**What this task involves**
What do the lines say from the start of the entries through the one containing "the empty registry."? Repeat them exactly.
[[ Records open ]]
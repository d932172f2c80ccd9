use std::sync::Arc;
use std::time::Duration;

use chrono::{Duration as ChronoDuration, Utc};

use wordround_core::room::RoomStatus;

use crate::config::EngineConfig;
use crate::error::PersistenceError;
use crate::persistence::PersistenceCoordinator;
use crate::registry::SharedRegistry;
use crate::store::{GameStore, RoomRecord};

/// What a recovery pass found and did. Logged once at startup.
#[derive(Debug, Default, Clone, PartialEq, Eq)]
pub struct RecoveryReport {
    /// Rooms rebuilt into the live registry from their latest snapshot.
    pub recovered: usize,
    /// Rooms left alone: already live, or no snapshot to restore from.
    pub skipped: usize,
    /// Rooms whose restore errored (corrupt payload, backend failure).
    pub failed: usize,
    /// Active durable rooms with no snapshot or event data at all.
    pub integrity_gaps: usize,
    /// Stale finished rooms whose snapshot history was trimmed.
    pub swept: usize,
}

/// Startup reconciliation between durable storage and the empty registry.
/// Runs before any traffic is admitted: integrity check, retention sweep,
/// then restoration of every room that was waiting or playing.
pub struct RecoveryCoordinator {
    store: Arc<dyn GameStore>,
    registry: SharedRegistry,
    persistence: Arc<PersistenceCoordinator>,
    config: Arc<EngineConfig>,
}

impl RecoveryCoordinator {
    pub fn new(
        store: Arc<dyn GameStore>,
        registry: SharedRegistry,
        persistence: Arc<PersistenceCoordinator>,
        config: Arc<EngineConfig>,
    ) -> Self {
        Self {
            store,
            registry,
            persistence,
            config,
        }
    }

    /// Full recovery pass. Safe to run repeatedly: restoration never
    /// overwrites a room that is already live.
    pub async fn run(&self) -> Result<RecoveryReport, PersistenceError> {
        let mut report = RecoveryReport::default();
        self.verify_integrity(&mut report).await?;
        self.sweep_finished(&mut report).await?;
        self.recover_active(&mut report).await?;
        tracing::info!(
            recovered = report.recovered,
            skipped = report.skipped,
            failed = report.failed,
            integrity_gaps = report.integrity_gaps,
            swept = report.swept,
            "recovery pass complete"
        );
        Ok(report)
    }

    async fn active_rooms(&self) -> Result<Vec<RoomRecord>, PersistenceError> {
        Ok(self
            .store
            .rooms_by_status(&[RoomStatus::Waiting, RoomStatus::Playing])
            .await?)
    }

    /// Flag active durable rooms that have neither snapshots nor events.
    /// They cannot be restored and point at a persistence outage during the
    /// previous run.
    async fn verify_integrity(&self, report: &mut RecoveryReport) -> Result<(), PersistenceError> {
        for room in self.active_rooms().await? {
            if !self.persistence.has_persistence_data(&room.code).await {
                tracing::warn!(room = %room.code, status = ?room.status, "active room has no persistence data");
                report.integrity_gaps += 1;
            }
        }
        Ok(())
    }

    /// Trim snapshot history for rooms finished longer ago than the
    /// retention window, keeping only the configured tail.
    async fn sweep_finished(&self, report: &mut RecoveryReport) -> Result<(), PersistenceError> {
        let retention = ChronoDuration::hours(self.config.recovery.finished_retention_hours as i64);
        let cutoff = Utc::now() - retention;
        let finished = self.store.rooms_by_status(&[RoomStatus::Finished]).await?;
        for room in finished {
            let Some(finished_at) = room.finished_at else {
                continue;
            };
            if finished_at >= cutoff {
                continue;
            }
            match self
                .persistence
                .cleanup_old_snapshots(&room.code, self.config.recovery.finished_keep_count)
                .await
            {
                Ok(0) => {},
                Ok(deleted) => {
                    tracing::info!(room = %room.code, deleted, "swept stale finished room");
                    report.swept += 1;
                },
                Err(e) => {
                    tracing::warn!(room = %room.code, error = %e, "sweep failed");
                    report.failed += 1;
                },
            }
        }
        Ok(())
    }

    /// Rebuild live sessions for every waiting or playing room from its
    /// latest snapshot, and re-arm auto-snapshotting for active ones.
    async fn recover_active(&self, report: &mut RecoveryReport) -> Result<(), PersistenceError> {
        let interval = Duration::from_secs(self.config.persistence.snapshot_interval_secs);
        for room in self.active_rooms().await? {
            let state = match self.persistence.restore_state(&room.code).await {
                Ok(Some(state)) => state,
                Ok(None) => {
                    tracing::debug!(room = %room.code, "no snapshot, nothing to restore");
                    report.skipped += 1;
                    continue;
                },
                Err(e) => {
                    tracing::error!(room = %room.code, error = %e, "restore failed");
                    report.failed += 1;
                    continue;
                },
            };
            let is_active = state.room.is_active;
            let inserted = {
                let mut reg = self.registry.write().await;
                reg.insert_recovered(state)
            };
            if !inserted {
                tracing::debug!(room = %room.code, "room already live, snapshot discarded");
                report.skipped += 1;
                continue;
            }
            tracing::info!(room = %room.code, is_active, "room restored from snapshot");
            report.recovered += 1;
            // Confirmation phases and their timers are not snapshotted; a
            // restored active room waits for the next start_next_round
            if is_active {
                self.persistence.start_auto_snapshot(&room.code, interval);
            }
        }
        Ok(())
    }
}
[[ Records closed ]]
**Task answer**
repository d932172f2c80ccd9
use std::sync::Arc;
use std::time::Duration;

use chrono::{Duration as ChronoDuration, Utc};

use wordround_core::room::RoomStatus;

use crate::config::EngineConfig;
use crate::error::PersistenceError;
use crate::persistence::PersistenceCoordinator;
use crate::registry::SharedRegistry;
use crate::store::{GameStore, RoomRecord};

/// What a recovery pass found and did. Logged once at startup.
#[derive(Debug, Default, Clone, PartialEq, Eq)]
pub struct RecoveryReport {
    /// Rooms rebuilt into the live registry from their latest snapshot.
    pub recovered: usize,
    /// Rooms left alone: already live, or no snapshot to restore from.
    pub skipped: usize,
    /// Rooms whose restore errored (corrupt payload, backend failure).
    pub failed: usize,
    /// Active durable rooms with no snapshot or event data at all.
    pub integrity_gaps: usize,
    /// Stale finished rooms whose snapshot history was trimmed.
    pub swept: usize,
}

/// Startup reconciliation between durable storage and the empty registry.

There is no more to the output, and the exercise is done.